“And you said that I was naive
And I thought that I was strong
I thought, ‘hey, I can leave, I can leave’
Oh but now I know that I was wrong”
-Lisa Loeb, “Stay”
In Zach Gayne’s Homewrecker, which had its world premiere at the Fantasia Festival, it’s not what you say that’ll get you killed, it’s what you don’t – or can’t – say. Namely, it’s an inability to say ‘no’ to, or set any sort of boundaries with, a particularly pushy or demanding person. It’s no wonder, then, that this tight-set bottle story takes place in Toronto. It’s my hometown, a city that I love, but it’s also a city whose entire ethos seems to be ‘avoid conflict at literally any cost.’ In Homewrecker, that’s a great way to get your brains exposed by a sledgehammer.

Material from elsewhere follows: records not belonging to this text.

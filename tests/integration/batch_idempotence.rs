//! Integration tests for the batch orchestrator's skip-if-present behavior

use super::test_utils::{generation_client, svg_for, ScriptedProvider};
use pippin::batch::{BatchOrchestrator, BatchReport, PromptResult};
use pippin::catalog::PROMPT_CATALOG;
use pippin::filename::derive_filename;
use pippin::store::AssetStore;
use std::time::Duration;
use tempfile::TempDir;

#[tokio::test]
async fn test_second_run_makes_no_provider_calls() {
    let temp = TempDir::new().unwrap();
    let store = AssetStore::open(temp.path()).unwrap();
    let provider = ScriptedProvider::succeeding();
    let client = generation_client(provider.clone(), 1, Duration::ZERO);
    let orchestrator = BatchOrchestrator::new(&client, &store);

    let first = orchestrator.run(PROMPT_CATALOG).await;
    assert_eq!(first.generated, PROMPT_CATALOG.len());
    assert_eq!(first.skipped, 0);
    assert_eq!(provider.calls() as usize, PROMPT_CATALOG.len());

    let second = orchestrator.run(PROMPT_CATALOG).await;
    assert_eq!(
        second,
        BatchReport {
            generated: 0,
            skipped: PROMPT_CATALOG.len(),
            failed: 0,
            write_errors: 0,
        }
    );
    assert_eq!(provider.calls() as usize, PROMPT_CATALOG.len());
}

#[tokio::test]
async fn test_prompts_processed_in_catalog_order() {
    let temp = TempDir::new().unwrap();
    let store = AssetStore::open(temp.path()).unwrap();
    let provider = ScriptedProvider::succeeding();
    let client = generation_client(provider.clone(), 1, Duration::ZERO);

    let catalog = &PROMPT_CATALOG[..5];
    BatchOrchestrator::new(&client, &store).run(catalog).await;

    assert_eq!(provider.prompts(), catalog.to_vec());
}

#[tokio::test]
async fn test_persisted_content_is_sanitized_output() {
    let temp = TempDir::new().unwrap();
    let store = AssetStore::open(temp.path()).unwrap();
    let client = generation_client(ScriptedProvider::succeeding(), 1, Duration::ZERO);
    let prompt = "Create an SVG of Pippin playing chess.";

    let result = BatchOrchestrator::new(&client, &store).process(prompt).await;
    assert_eq!(result, PromptResult::Generated);

    let stored = std::fs::read_to_string(temp.path().join("pippin_playing_chess.svg")).unwrap();
    assert_eq!(stored, svg_for(prompt));
}

#[tokio::test]
async fn test_existing_asset_is_left_untouched() {
    let temp = TempDir::new().unwrap();
    let store = AssetStore::open(temp.path()).unwrap();
    let provider = ScriptedProvider::succeeding();
    let client = generation_client(provider.clone(), 1, Duration::ZERO);
    let prompt = PROMPT_CATALOG[0];
    store.write(&derive_filename(prompt), "<svg>hand made</svg>").unwrap();

    let result = BatchOrchestrator::new(&client, &store).process(prompt).await;

    assert_eq!(result, PromptResult::Skipped);
    assert_eq!(provider.calls(), 0);
    assert_eq!(
        store.read(&derive_filename(prompt)).unwrap().unwrap(),
        b"<svg>hand made</svg>"
    );
}

#[tokio::test]
async fn test_exhausted_prompts_write_nothing_and_are_retried_next_run() {
    let temp = TempDir::new().unwrap();
    let store = AssetStore::open(temp.path()).unwrap();
    let catalog = &PROMPT_CATALOG[..3];

    let failing = generation_client(ScriptedProvider::always_failing(), 2, Duration::ZERO);
    let report = BatchOrchestrator::new(&failing, &store).run(catalog).await;
    assert_eq!(report.failed, 3);
    assert_eq!(report.total(), 3);
    assert!(store.list().unwrap().is_empty());

    let provider = ScriptedProvider::succeeding();
    let working = generation_client(provider.clone(), 2, Duration::ZERO);
    let report = BatchOrchestrator::new(&working, &store).run(catalog).await;
    assert_eq!(report.generated, 3);
    assert_eq!(provider.calls(), 3);
}

#[tokio::test]
async fn test_write_failure_does_not_abort_batch() {
    let temp = TempDir::new().unwrap();
    let store = AssetStore::open(temp.path()).unwrap();
    let catalog = &PROMPT_CATALOG[..3];

    // A directory squatting on the temp path makes the first write fail.
    let blocked = derive_filename(catalog[0]);
    std::fs::create_dir(temp.path().join(format!("{}.tmp", blocked))).unwrap();

    let client = generation_client(ScriptedProvider::succeeding(), 1, Duration::ZERO);
    let report = BatchOrchestrator::new(&client, &store).run(catalog).await;

    assert_eq!(report.write_errors, 1);
    assert_eq!(report.generated, 2);
    assert!(!store.exists(&blocked).unwrap());
    assert_eq!(store.list().unwrap().len(), 2);
}
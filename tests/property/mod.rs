//! Property test modules

pub mod fence_stripping;
pub mod filename_determinism;
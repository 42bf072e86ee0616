//! CLI parse: clap types for Pippin. No behavior; definitions only.

use clap::{Parser, Subcommand};
use std::path::PathBuf;

/// Pippin CLI - generate Pippin SVGs with an LLM and serve them
#[derive(Parser, Debug)]
#[command(name = "pippin")]
#[command(about = "Generate animated SVGs of Pippin the unicorn and serve them over HTTP")]
pub struct Cli {
    #[command(subcommand)]
    pub command: Commands,

    /// Workspace root directory
    #[arg(long, default_value = ".")]
    pub workspace: PathBuf,

    /// Configuration file path (overrides default config loading)
    #[arg(long)]
    pub config: Option<PathBuf>,

    /// Enable debug logging
    #[arg(long, default_value = "false")]
    pub verbose: bool,

    /// Disable logging
    #[arg(long, default_value = "false")]
    pub quiet: bool,

    /// Log level (trace, debug, info, warn, error, off)
    #[arg(long)]
    pub log_level: Option<String>,

    /// Log format (json, text)
    #[arg(long)]
    pub log_format: Option<String>,

    /// Log output (stdout, stderr, file)
    #[arg(long)]
    pub log_output: Option<String>,

    /// Log file path (if output is "file")
    #[arg(long)]
    pub log_file: Option<PathBuf>,
}

#[derive(Subcommand, Debug, Clone, PartialEq, Eq)]
pub enum Commands {
    /// Generate missing SVGs, then serve the gallery
    Serve {
        /// Listen address (overrides [server].bind)
        #[arg(long)]
        bind: Option<String>,
        /// Serve existing SVGs without running the batch first
        #[arg(long)]
        skip_generation: bool,
    },
    /// Generate missing SVGs and exit
    Generate,
    /// List the prompt catalog with derived filenames and status
    Prompts {
        /// Output format (text or json)
        #[arg(long, default_value = "text")]
        format: String,
    },
}
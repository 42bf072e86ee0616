//! Integration tests for generation retry and backoff timing
//!
//! Runs on tokio's paused clock so backoff sleeps complete instantly while
//! still advancing `Instant::now()` by their full duration.

use super::test_utils::{generation_client, svg_for, ScriptedProvider};
use pippin::error::ApiError;
use pippin::generation::{GenerationOutcome, RetryPolicy};
use std::time::Duration;
use tokio::time::Instant;

const BASE_DELAY: Duration = Duration::from_secs(2);
const SLACK: Duration = Duration::from_millis(50);

fn assert_elapsed(elapsed: Duration, expected: Duration) {
    assert!(
        elapsed >= expected && elapsed < expected + SLACK,
        "elapsed {:?}, expected {:?}",
        elapsed,
        expected
    );
}

#[tokio::test(start_paused = true)]
async fn test_recovers_after_transient_failures() {
    let provider = ScriptedProvider::failing_first(2);
    let client = generation_client(provider.clone(), 4, BASE_DELAY);
    let prompt = "Create an SVG of Pippin surfing the waves.";

    let started = Instant::now();
    let outcome = client.generate(prompt).await;

    match outcome {
        GenerationOutcome::Success(content) => assert_eq!(content, svg_for(prompt)),
        other => panic!("unexpected outcome: {:?}", other),
    }
    assert_eq!(provider.calls(), 3);
    // 2s after the first failure, 4s after the second
    assert_elapsed(started.elapsed(), Duration::from_secs(6));
    assert_eq!(client.policy().total_delay(2), Duration::from_secs(6));
}

#[tokio::test(start_paused = true)]
async fn test_exhausts_after_exactly_max_attempts() {
    let provider = ScriptedProvider::always_failing();
    let client = generation_client(provider.clone(), 4, BASE_DELAY);

    let started = Instant::now();
    let outcome = client.generate("Create an SVG of Pippin playing chess.").await;

    match outcome {
        GenerationOutcome::Exhausted {
            attempts,
            last_error,
        } => {
            assert_eq!(attempts, 4);
            assert!(matches!(last_error, ApiError::ProviderRateLimit(_)));
        }
        other => panic!("unexpected outcome: {:?}", other),
    }
    assert_eq!(provider.calls(), 4);
    // No pause after the final attempt: 2 + 4 + 8
    assert_elapsed(started.elapsed(), Duration::from_secs(14));
}

#[tokio::test(start_paused = true)]
async fn test_single_attempt_never_sleeps() {
    let provider = ScriptedProvider::always_failing();
    let client = generation_client(provider.clone(), 1, BASE_DELAY);

    let started = Instant::now();
    let outcome = client.generate("p").await;

    assert!(!outcome.is_success());
    assert_eq!(provider.calls(), 1);
    assert_elapsed(started.elapsed(), Duration::ZERO);
}

#[test]
fn test_default_policy_matches_configured_defaults() {
    let policy = RetryPolicy::default();
    assert_eq!(policy.max_attempts, 4);
    assert_eq!(policy.base_delay, BASE_DELAY);
}
//! Configuration file sources, lowest precedence first.

pub mod global_file;
pub mod workspace_file;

Interior designer Michelle (Alex Essoe, of Starry Eyes) is at the gym when she needs to borrow a tampon. When a stranger named Linda (Precious Chong) pipes up and offers one while bizarrely oversharing about no longer needing them due to menopause and sporting the kind of crazy eyes that set off alarm bells, Michelle accepts and goes about her day. Later, as she’s doing work in a coffee shop, Michelle encounters Linda again, who joins Michelle uninvited and badgers her about her life, Michelle’s new marriage, her desire to have a baby, and all but forces Michelle to come over and consult about a new design for Linda’s home. But when Michelle accepts, it becomes clear that Linda’s wackadoo idea of friendship includes a drugging, a hit to the head, and forced confinement.
Gayne ratchets up the discomfort in Homewrecker to the point that it feels like a needle under your fingernail. In other horror films, you’re screaming through the screen for Michelle to get out of the house, to break a window, to do anything but run up the damn stairs. All those things happen as Michelle attempts to break free of Linda. But early on in the film, you’re also screaming for Michelle to grow a spine, put her foot down, and not accept a bowl of ice cream while watching a Patrick Swayze movie, or play a board game with the woman who won’t let her leave in a futile attempt to defuse the conflict. Gayne unsubtly lets you know that something is off about Linda, and her behaviour from her first scene onward only confirms that fact. Michelle catches on to this fairly early on as well, and is immediately bothered and suspicious of Linda. But the point is that Michelle can’t bear to offend Linda, even as Linda goes from host to captor to assailant.
Essoe plays the mousy Michelle perfectly. Her half-hearted protests to Linda’s increasingly bizarre requests and behaviour, leading to a too-late explosion when she finally hits her breaking point, are immensely relatable. But it’s Chong that anchors this film. Those crazy eyes are front-and-centre for almost the whole running time. The moments where Chong looks directly into the camera (especially, in one of the most hilarious and chilling moments of this or any other film this year, while performing and recontextualizing Lisa Loeb’s ‘Stay’) make you feel like she’s right there with you. Essoe and Chong share writing credits on the film, so that may be why their interplay and their reactions seem so natural and authentic.
The version of the Homewrecker that I watched had some temp music and titles, but the film’s dementedly-jaunty vibe still comes through. Linda’s bubbliness more than borders on manic, and the music, cinematography, and overall tone of Homewrecker changes abruptly from scene to scene to match. In Linda’s cramped and cluttered house, the layout and music are disorienting, especially when the film mirrors Michelle’s drugged state. Though it takes some time to get there, Homewrecker also boasts some minimalist but effective practical effects as well, including some head trauma that might make Ari Aster blush.
Homewrecker does something really interesting, as a horror film. It shows how people – many women, in particular – prioritize being polite over being safe. It’s a concept that’s usually expressed between women and men, like not wanting to refuse that drink (that might be drugged) in order to avoid offending the dude (that might be a predator) who offered it. Using two women in these roles shows another way that a person might be caught off-guard, and might also have something to say about how platonic friendships between women are formed and, in this case, weaponized. Ultimately, I think the film’s ending could be punched up a little and the twist in the story feels slightly tacked-on to me, but that’s a minor quibble after the rollercoaster that Gayne sends you on here.
What do you get if you mash up elements of Stephen King’s Misery with Onur Turkel’s Catfight (another film about two problematically-linked women that strikes a similar tone)? For my money, a shriekingly funny and simultaneously upsetting film with a dead-serious message about agency, self-confidence, and self-awareness. Gayne, Chong, and Essoe have crafted, in Homewrecker, a story that’s derivative of almost nothing I’ve seen before, and cultivates slow-burn discomfort in the most delicious of ways.